Mistake in the schematic! R5 and R7 are 22k for availability!
Somewhere in this forum I read about the AD8421, and I thought I could build a probe around this device without a pre-amplifying-stage with JFETs or so. Sure, performance wouldn't be phenomenal, but it would stay small and affordable. You may correct me regarding this early decision, as it may be a bad one and I based much of this design on this choice.
I started wit Daves teardown of the LeCroy differential probe and thought I'll copy the input impedance and main passive input architecture. I use the AD8421 and I want to power this device with two 9V batteries, which should be allowed to get as low as 7V. I decided for about 700V allowed input voltage (DC or AC-peak). The 7V batteries left me with a maximum of 4.5V at the input (see AD8421 datasheet, min input voltage is negative supply plus 2.5V) I would go for about 150 times attenuation. I decided for a bit more and chose 25k as attenuation resistor to ground. With 1% resistors, a 1k pot would suffice to calibrate for symmetry. As 25k is not as easy obtainable as I thought, I later switched to 22k which left me with an attenuation of 1/178,7.
Then there were long calculations regarding the capacitors, but in the end I chose to use 10pF ones as these are easier to obtain in 1% accuracy which really was necessary to be able to tune the HF path under worst circumstances. With the 3 10pF+-1% capacitors and an attenuation of 178,7 I ended up with a parallel resistance range of 587,4...599,26pF. The chosen capacitors net up to 588(+1%!)pF worst case, but I chose to include the 10pF here nonetheless because I did not account for stray capacitance loading the input yet and figured it would be better to have some headroom in the other direction. Also, usually it should work when the caps null out their tolerances a bit.

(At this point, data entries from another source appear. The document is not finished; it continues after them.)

impl Operation {
    /// Decode raw backend arguments for the named operation.
    ///
    /// Arguments that arrived as an unparsed JSON string get one more parse
    /// attempt; `null` is treated as an empty object.
    pub fn parse(name: &str, arguments: &Value) -> Result<Self, OperationError> {
        if catalog::find(name).is_none() {
            return Err(OperationError::UnknownOperation(name.to_string()));
        }

        let malformed = |message: String| OperationError::MalformedArguments {
            operation: name.to_string(),
            message,
        };

        let arguments = match arguments {
            Value::Object(_) => arguments.clone(),
            Value::Null => json!({}),
            Value::String(raw) => match serde_json::from_str::<Value>(raw) {
                Ok(value @ Value::Object(_)) => value,
                Ok(_) => return Err(malformed("arguments must be a JSON object".to_string())),
                Err(e) => return Err(malformed(e.to_string())),
            },
            _ => return Err(malformed("arguments must be a JSON object".to_string())),
        };

        serde_json::from_value(json!({ "operation": name, "arguments": arguments }))
            .map_err(|e| malformed(e.to_string()))
    }

    pub fn name(&self) -> &'static str {
        match self {
            Operation::ListProjects(_) => "list_projects",
            Operation::ListTeamMembers(_) => "list_team_members",
            Operation::ListRequirements(_) => "list_requirements",
            Operation::ListTemplates(_) => "list_templates",
            Operation::CreateProject(_) => "create_project",
            Operation::UpdateProject(_) => "update_project",
            Operation::DeleteProject(_) => "delete_project",
            Operation::CreateTeamMember(_) => "create_team_member",
            Operation::UpdateTeamMember(_) => "update_team_member",
            Operation::CreateRequirement(_) => "create_requirement",
            Operation::CreateRequirementForEachMember(_) => "create_requirement_for_each_member",
            Operation::UpdateRequirement(_) => "update_requirement",
            Operation::DeleteRequirement(_) => "delete_requirement",
            Operation::CreateTemplate(_) => "create_template",
        }
    }

    pub fn is_read(&self) -> bool {
        matches!(
            self,
            Operation::ListProjects(_)
                | Operation::ListTeamMembers(_)
                | Operation::ListRequirements(_)
                | Operation::ListTemplates(_)
        )
    }

    /// Arguments as the camelCase JSON object the backend would have sent
    pub fn arguments(&self) -> Value {
        serde_json::to_value(self)
            .ok()
            .and_then(|mut v| v.get_mut("arguments").map(Value::take))
            .unwrap_or_else(|| json!({}))
    }

    /// One-line human description used in previews
    pub fn describe(&self) -> String {
        match self {
            Operation::ListProjects(args) => {
                let mut filters = Vec::new();
                if let Some(status) = args.status {
                    filters.push(format!("status {}", status));
                }
                if let Some(ref category) = args.category {
                    filters.push(format!("category \"{}\"", category));
                }
                with_filters("List projects", &filters)
            }
            Operation::ListTeamMembers(args) => match args.role {
                Some(ref role) => format!("List team members with role \"{}\"", role),
                None => "List team members".to_string(),
            },
            Operation::ListRequirements(args) => {
                let mut filters = Vec::new();
                if let Some(ref id) = args.project_id {
                    filters.push(format!("project {}", id));
                }
                if let Some(ref id) = args.owner_id {
                    filters.push(format!("owner {}", id));
                }
                if let Some(status) = args.status {
                    filters.push(format!("status {}", status));
                }
                with_filters("List requirements", &filters)
            }
            Operation::ListTemplates(_) => "List templates".to_string(),
            Operation::CreateProject(args) => {
                let mut text = format!("Create project \"{}\"", args.name);
                if let Some(ref category) = args.category {
                    text.push_str(&format!(" in category \"{}\"", category));
                }
                if let Some(status) = args.status {
                    text.push_str(&format!(" ({})", status));
                }
                text
            }
            Operation::UpdateProject(args) => {
                let mut changes = Vec::new();
                if let Some(ref name) = args.name {
                    changes.push(format!("name to \"{}\"", name));
                }
                if let Some(status) = args.status {
                    changes.push(format!("status to {}", status));
                }
                if let Some(ref color) = args.color {
                    changes.push(format!("color to {}", color));
                }
                if let Some(ref category) = args.category {
                    changes.push(format!("category to \"{}\"", category));
                }
                let target = project_label(args.project_id.as_deref());
                if changes.is_empty() {
                    format!("Update {}", target)
                } else {
                    format!("Update {}: set {}", target, changes.join(", "))
                }
            }
            Operation::DeleteProject(args) => format!("Delete project {}", args.project_id),
            Operation::CreateTeamMember(args) => match args.role {
                Some(ref role) => format!("Add team member \"{}\" as {}", args.nickname, role),
                None => format!("Add team member \"{}\"", args.nickname),
            },
            Operation::UpdateTeamMember(args) => {
                let mut changes = Vec::new();
                if let Some(ref nickname) = args.nickname {
                    changes.push(format!("nickname to \"{}\"", nickname));
                }
                if let Some(ref role) = args.role {
                    changes.push(format!("role to \"{}\"", role));
                }
                if changes.is_empty() {
                    format!("Update team member {}", args.member_id)
                } else {
                    format!("Update team member {}: set {}", args.member_id, changes.join(", "))
                }
            }
            Operation::CreateRequirement(args) => {
                let mut text = describe_requirement(&args.fields);
                text.push_str(&format!(" in {}", project_label(args.project_id.as_deref())));
                if let Some(ref owner) = args.owner_id {
                    text.push_str(&format!(" for {}", owner));
                }
                text
            }
            Operation::CreateRequirementForEachMember(args) => {
                let scope = match args.role {
                    Some(ref role) => format!("every team member with role \"{}\"", role),
                    None => "every team member".to_string(),
                };
                format!(
                    "{} in {} for {}",
                    describe_requirement(&args.fields),
                    project_label(args.project_id.as_deref()),
                    scope
                )
            }
            Operation::UpdateRequirement(args) => {
                let mut changes = Vec::new();
                if let Some(ref name) = args.name {
                    changes.push(format!("name to \"{}\"", name));
                }
                if let Some(status) = args.status {
                    changes.push(format!("status to {}", status));
                }
                if let Some(frequency) = args.frequency {
                    changes.push(format!("frequency to {}", frequency));
                }
                if let Some(ref due) = args.due_date {
                    changes.push(format!("due date to {}", due));
                }
                if let Some(ref owner) = args.owner_id {
                    changes.push(format!("owner to {}", owner));
                }
                let target = match args.requirement_id {
                    Some(ref id) => format!("requirement {}", id),
                    None => "the new requirement".to_string(),
                };
                if changes.is_empty() {
                    format!("Update {}", target)
                } else {
                    format!("Update {}: set {}", target, changes.join(", "))
                }
            }
            Operation::DeleteRequirement(args) => {
                format!("Delete requirement {}", args.requirement_id)
            }
            Operation::CreateTemplate(args) => {
                let goals: usize = args.goal_areas.iter().map(|a| a.goals.len()).sum();
                format!(
                    "Create template \"{}\" with {} goal area(s) and {} goal(s)",
                    args.name,
                    args.goal_areas.len(),
                    goals
                )
            }
        }
    }
}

The effect of stray resistance, especially with shielding around the input, has yet to be discovered, but this is my first guess, which might or might not work (I hope and think it does though). In the rare occasion that the tolerances add up too much, I can just leave out C5 or C12 respectively.
The strange device S1 is a switch to set the Gain of the amplifier. I seem to have miscalculated the attenuation here as I calculated with 1/177,7 instead of 1/178,7, but oh well. This might still be more exact than the tolerances, which is why I deem it reasonable. The switch sets the Gain to 1,77; 17,7 and 177 respectively to yield a final attenuation of 1/1, 1/10 or 1/100 of the differential signal. This should in theory allow to measure a 1V drop over a shunt riding on 230V no problem.
On the output I added 47 Ohms before the signal feeds into an attached cable with BNC-plug to sorta match cable impedance. Overkill? Not enough?
Regarding construction:
Input cables shall be simple banana plugs to allow attachment of probes. This should be fine as bandwidth is quite low and source impedance should be low as well. (correct me if I am wrong, but it should work this way)
Output cable is directly attached BNC cable, say 1m length.
Case will be 3d printed with strain reliefs for the cables and a place for the batteries. Mentioning batteries, I should add a switch for these.
The complete front end shall be shielded. I think of doing that with a solderable can, but I do not know what impact they have on stray resistance. Input regarding this topic would be welcome! They are also quite expensive and small. A ground plane would shield the bottom side, adding yet more stray capacitance.
I have seen spark gaps in some designs, but I am hesitate to include them as the ground (which is provided by the BNC) may be unplugged and I think 3 2kV caps in series or 4 500V resistors should be safe enough - probably even safer than PCB spark gaps. Feel free to correct me here as well.